白昼の悪魔 タイトル 白昼の悪魔
原題 Evil under the Sun
発表年 1941
著者/訳者/解説 アガサ・クリスティー/鳴海四郎/若竹七海
カバーデザイン Photograph: ©B.SCHMID/amana images
Cover Design: Hayakawa Design
ページ数 389
作品レビューあらすじ(解説文)
出版 早川書房
クリスティー文庫20
地中海の平和な避暑地スマグラーズ島の静寂は突如破られた。島に滞在中の美しき元女優が、何者かに殺害されたのだ。犯人が滞在客のなかにいることは間違いない。だが関係者には、いずれも鉄壁とも思えるアリバイが……難航する捜査がついに暗礁に乗り上げたとき、滞在客の中からエルキュール・ポアロが進みでた! 解説:若竹七海
初版 2003年(720円)
重版  
入手 セブンアンドワイicon amazon
ISBN 4-15-130020-1

白昼の悪魔 タイトル 白昼の悪魔
原題 Evil under the Sun
発表年 1941
著者/訳者/解説 アガサ・クリスティー/鳴海四郎/鳴海四郎
カバーデザイン 真鍋博
ページ数 310
あらすじ(解説文)
出版 早川書房
ハヤカワミステリ文庫1-82
「確かにここはロマンチックで平和です。明るい太陽、紺碧の海。しかし忘れてはいけません。日の下いたるところ悪事あり、白昼にも悪魔はいるのですよ」ポアロの言葉を裏づけるかのように、美貌の元女優が扼殺死体となって発見され平和な避暑地スマグラーズ島の静寂は破られた。犯人が滞在客の中にいることは間違いない。だが関係者には全員鉄壁のアリバイが……華麗なトリックを駆使して読者を魅了する女史の代表傑作!
初版 1986年
重版 1995年20版(560円)
入手 絶版
ISBN 4-15-070082-6

【感想】★★★★★

 アリバイものの傑作で、クリスティーの作品の中では、かなり高く評価している作品の一つです。 とにかく謎の提出から巧みな伏線とミス・ディレクション、そして驚くべきトリックと結末という本格ものの醍醐味を十分満喫できる一品です。
 かなり込み入った事件ですが、ある一点に気づけば犯人もトリックも自動的に分かると思います。 私がそれに気づいたときの感動を皆さんも是非味わってください。

(以下ネタバレあり)
 ミステリーではアリバイのしっかりしている人間の方が怪しく、アリバイがない人間はシロということが多い訳ですが、今回のこの作品は関係者全員にアリバイがあるという前代未聞の事件です(笑) そして犯人あても普通は一番怪しそうな人間は犯人ではなく、全然目立たない人間が意外なことに犯人であるということが多い訳ですが、この作品では一番怪しい人間が犯人ですし、まさに裏の裏をかく真相が多いのが特徴の作品です。これだけ裏の裏をかかれるともうお手上げですよね(苦笑)
 また一見仲の悪そうな人間同士が、実はケンカは芝居で非常に仲が良くてしかも犯罪共同体だったということですが、これは他の作品でも見られるようにクリスティーのお得意の展開ですね。

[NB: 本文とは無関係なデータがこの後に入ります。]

//! Completion progress and its persistence.

use serde::{Deserialize, Serialize};

use crate::error::StorageError;
use crate::levels::Level;
use crate::storage::KeyValueStorage;

/// Which levels have been solved.
///
/// Stored as `{"level1": bool, ..., "level5": bool}`. Missing fields read as
/// `false` and unknown fields are ignored, so older or newer blobs still load.
#[derive(Clone, Copy, Debug, Default, PartialEq, Eq, Serialize, Deserialize)]
#[serde(default)]
pub struct Progress {
    pub level1: bool,
    pub level2: bool,
    pub level3: bool,
    pub level4: bool,
    pub level5: bool,
}

impl Progress {
    fn slot(&mut self, level: Level) -> &mut bool {
        match level.number() {
            1 => &mut self.level1,
            2 => &mut self.level2,
            3 => &mut self.level3,
            4 => &mut self.level4,
            _ => &mut self.level5,
        }
    }

    pub fn is_complete(&self, level: Level) -> bool {
        match level.number() {
            1 => self.level1,
            2 => self.level2,
            3 => self.level3,
            4 => self.level4,
            _ => self.level5,
        }
    }

    /// Monotonic: there is no way to un-complete a single level.
    pub fn mark_complete(&mut self, level: Level) {
        *self.slot(level) = true;
    }

    /// Highest completed level, if any.
    pub fn last_completed(&self) -> Option<Level> {
        Level::all().rev().find(|l| self.is_complete(*l))
    }

    pub fn has_any(&self) -> bool {
        self.last_completed().is_some()
    }

    /// The hunt counts as finished once the last level is solved.
    pub fn is_finished(&self) -> bool {
        self.is_complete(Level::LAST)
    }
}

/// Persists `Progress` under a fixed key.
///
/// `load` and `save` never fail: storage problems are logged and the
/// in-memory value stays authoritative for the session. The `try_*`
/// variants expose the underlying errors.
#[derive(Clone, Debug)]
pub struct ProgressStore<S> {
    storage: S,
    key: String,
}

impl<S: KeyValueStorage> ProgressStore<S> {
    pub fn new(storage: S, key: impl Into<String>) -> Self {
        Self {
            storage,
            key: key.into(),
        }
    }

    pub fn key(&self) -> &str {
        &self.key
    }

    pub fn storage(&self) -> &S {
        &self.storage
    }

    /// Read the stored blob; `Ok(None)` if nothing was ever saved.
    ///
    /// # Errors
    ///
    /// Returns `StorageError` if the backend fails or the blob is not valid progress JSON.
    pub fn try_load(&self) -> Result<Option<Progress>, StorageError> {
        let Some(raw) = self.storage.get_item(&self.key)? else {
            return Ok(None);
        };
        serde_json::from_str(&raw).map(Some).map_err(StorageError::Decode)
    }

    /// Stored progress, or all-false defaults on absence or failure.
    pub fn load(&self) -> Progress {
        match self.try_load() {
            Ok(Some(progress)) => progress,
            Ok(None) => Progress::default(),
            Err(err) => {
                log::error!("Error loading progress: {err}");
                Progress::default()
            }
        }
    }

    /// # Errors
    ///
    /// Returns `StorageError` if encoding or the backend write fails.
    pub fn try_save(&self, progress: &Progress) -> Result<(), StorageError> {
        let raw = serde_json::to_string(progress).map_err(StorageError::Encode)?;
        self.storage.set_item(&self.key, &raw)
    }

    pub fn save(&self, progress: &Progress) {
        if let Err(err) = self.try_save(progress) {
            log::error!("Error saving progress: {err}");
        }
    }

    /// Persist and return all-false progress.
    pub fn reset(&self) -> Progress {
        let progress = Progress::default();
        self.save(&progress);
        progress
    }
}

 この作品も一点勝負で、最初に見た死体が死体ではなく生きている人間であって、しかも被害者ではなく共犯の女が入れ替わっていたことに気づくかどうかにかかっています。これもオイルを塗ったりと実に巧妙ですが、それに対してしっかりと伏線も張ってあって、まさに本格推理のお手本のような素晴しい構成だと思います。
 それに加えて怪しい人間もたくさんいて、本当に大変でしたが、それでも入れ替わりに気づけたので、その疲れも吹き飛びました。大満足の一冊でした。